[About this exercise]: Each line from the opening of the records that follow to the line with "use crate::core::error::Error;" needs to be written out exactly. Add nothing.

(Items from a dataset)
—————

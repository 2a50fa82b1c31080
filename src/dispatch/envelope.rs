//! Unified response types
//!
//! @module dispatch/envelope

use serde::Serialize;
use serde_json::Value;

use crate::client::AssetRef;
use crate::core::domain::Domain;
use crate::core::error::Error;
use crate::query::{ClassDetails, ClassHierarchy, Lookup, Occurrence, SearchRequest, SearchResult};
use crate::scope::SearchScope;
use crate::trace::DirectionFilter;

/// A failure confined to one domain
#[derive(Debug, Clone, PartialEq, Eq, Serialize)]
pub struct DomainError {
    pub domain: Domain,
    pub error: String,
}

impl DomainError {
    pub fn new(domain: Domain, error: &Error) -> Self {
        Self {
            domain: error.domain().unwrap_or(domain),
            error: error.to_string(),
        }
    }
}

/// Result of one domain inside a unified call
#[derive(Debug, Clone, Serialize)]
#[serde(tag = "status", content = "result", rename_all = "snake_case")]
pub enum DomainOutcome<T> {
    Found(T),
    NotFound { name: String },
    Failed(DomainError),
}

impl<T> DomainOutcome<T> {
    pub fn from_result(domain: Domain, result: crate::core::error::Result<T>) -> Self {
        match result {
            Ok(value) => DomainOutcome::Found(value),
            Err(e) => DomainOutcome::Failed(DomainError::new(domain, &e)),
        }
    }

    /// Search and list results: an empty success carries the not-found marker
    pub fn from_listing(
        domain: Domain,
        name: &str,
        result: crate::core::error::Result<T>,
        is_empty: impl FnOnce(&T) -> bool,
    ) -> Self {
        match result {
            Ok(value) if is_empty(&value) => DomainOutcome::NotFound {
                name: name.to_string(),
            },
            other => DomainOutcome::from_result(domain, other),
        }
    }

    pub fn is_not_found(&self) -> bool {
        matches!(self, DomainOutcome::NotFound { .. })
    }

    pub fn found(&self) -> Option<&T> {
        match self {
            DomainOutcome::Found(value) => Some(value),
            _ => None,
        }
    }

    pub fn error(&self) -> Option<&DomainError> {
        match self {
            DomainOutcome::Failed(error) => Some(error),
            _ => None,
        }
    }

    pub fn map<U>(self, f: impl FnOnce(T) -> U) -> DomainOutcome<U> {
        match self {
            DomainOutcome::Found(value) => DomainOutcome::Found(f(value)),
            DomainOutcome::NotFound { name } => DomainOutcome::NotFound { name },
            DomainOutcome::Failed(error) => DomainOutcome::Failed(error),
        }
    }
}

impl<T> From<Lookup<T>> for DomainOutcome<T> {
    fn from(lookup: Lookup<T>) -> Self {
        match lookup {
            Lookup::Found(value) => DomainOutcome::Found(value),
            Lookup::NotFound { name } => DomainOutcome::NotFound { name },
        }
    }
}

// =============================================================================
// SEARCH
// =============================================================================

#[derive(Debug, Clone)]
pub struct UnifiedRequest {
    /// Query text, C++ mode, scope and per-domain limit
    pub search: SearchRequest,
    pub domains: Vec<Domain>,
    /// Asset class filter for the asset domain
    pub asset_type: Option<String>,
    /// Parent class filter for the blueprint domain
    pub class_filter: Option<String>,
}

impl UnifiedRequest {
    pub fn new(search: SearchRequest) -> Self {
        Self {
            search,
            domains: Domain::ALL.to_vec(),
            asset_type: None,
            class_filter: None,
        }
    }

    pub fn domains(mut self, domains: Vec<Domain>) -> Self {
        self.domains = domains;
        self
    }

    pub fn asset_type(mut self, asset_type: impl Into<String>) -> Self {
        self.asset_type = Some(asset_type.into());
        self
    }

    pub fn class_filter(mut self, class_filter: impl Into<String>) -> Self {
        self.class_filter = Some(class_filter.into());
        self
    }
}

/// Blueprint or asset matches after scope filtering
#[derive(Debug, Clone, Serialize)]
pub struct LiveMatches {
    pub matches: Vec<AssetRef>,
    pub count: usize,
    pub truncated: bool,
}

#[derive(Debug, Clone, Serialize)]
pub struct UnifiedResponse {
    pub query: String,
    pub scope: SearchScope,
    pub domains_searched: Vec<Domain>,
    /// False when any searched domain failed
    pub ok: bool,
    /// Sum over successful domains
    pub total_count: usize,
    #[serde(skip_serializing_if = "Option::is_none")]
    pub cpp: Option<DomainOutcome<SearchResult>>,
    #[serde(skip_serializing_if = "Option::is_none")]
    pub blueprint: Option<DomainOutcome<LiveMatches>>,
    #[serde(skip_serializing_if = "Option::is_none")]
    pub asset: Option<DomainOutcome<LiveMatches>>,
    pub errors: Vec<DomainError>,
    pub warnings: Vec<String>,
    pub tips: Vec<String>,
}

// =============================================================================
// SINGLE ENTITY
// =============================================================================

#[derive(Debug, Clone, Serialize)]
#[serde(untagged)]
pub enum HierarchyReport {
    Cpp(ClassHierarchy),
    Live(Value),
}

#[derive(Debug, Clone, Serialize)]
#[serde(untagged)]
pub enum DetailsReport {
    Cpp(ClassDetails),
    Live(Value),
}

#[derive(Debug, Clone, Serialize)]
#[serde(untagged)]
pub enum ReferenceList {
    Source(Vec<Occurrence>),
    Live(Vec<AssetRef>),
}

impl ReferenceList {
    pub fn len(&self) -> usize {
        match self {
            ReferenceList::Source(items) => items.len(),
            ReferenceList::Live(items) => items.len(),
        }
    }

    pub fn is_empty(&self) -> bool {
        self.len() == 0
    }
}

#[derive(Debug, Clone, Serialize)]
pub struct ReferenceReport {
    pub path: String,
    pub domain: Domain,
    pub direction: DirectionFilter,
    /// Not reported for C++, which only answers incoming references
    #[serde(skip_serializing_if = "Option::is_none")]
    pub outgoing: Option<ReferenceList>,
    #[serde(skip_serializing_if = "Option::is_none")]
    pub incoming: Option<ReferenceList>,
}

impl ReferenceReport {
    /// No reference in any requested direction
    pub fn is_empty(&self) -> bool {
        [&self.outgoing, &self.incoming]
            .into_iter()
            .flatten()
            .all(ReferenceList::is_empty)
    }
}

#[cfg(test)]
mod tests {
    use super::*;
    use serde_json::json;

    #[test]
    fn test_outcome_serialization() {
        let found: DomainOutcome<Value> = DomainOutcome::Found(json!([1, 2]));
        assert_eq!(
            serde_json::to_value(&found).unwrap(),
            json!({"status": "found", "result": [1, 2]})
        );

        let failed: DomainOutcome<Value> = DomainOutcome::from_result(
            Domain::Blueprint,
            Err(Error::external(Domain::Blueprint, "search", "refused")),
        );
        let value = serde_json::to_value(&failed).unwrap();
        assert_eq!(value["status"], "failed");
        assert_eq!(value["result"]["domain"], "blueprint");
        assert!(failed.error().is_some());
    }

    #[test]
    fn test_lookup_conversion() {
        let outcome: DomainOutcome<u32> = Lookup::<u32>::not_found("UMissing").into();
        assert!(matches!(outcome, DomainOutcome::NotFound { ref name } if name == "UMissing"));
        assert_eq!(outcome.map(|v| v + 1).found(), None);
    }
}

—————

[Task response]:
repository 2a50fa82b1c31080
filename src/dispatch/envelope.rs
//! Unified response types
//!
//! @module dispatch/envelope

use serde::Serialize;
use serde_json::Value;

use crate::client::AssetRef;
use crate::core::domain::Domain;
use crate::core::error::Error;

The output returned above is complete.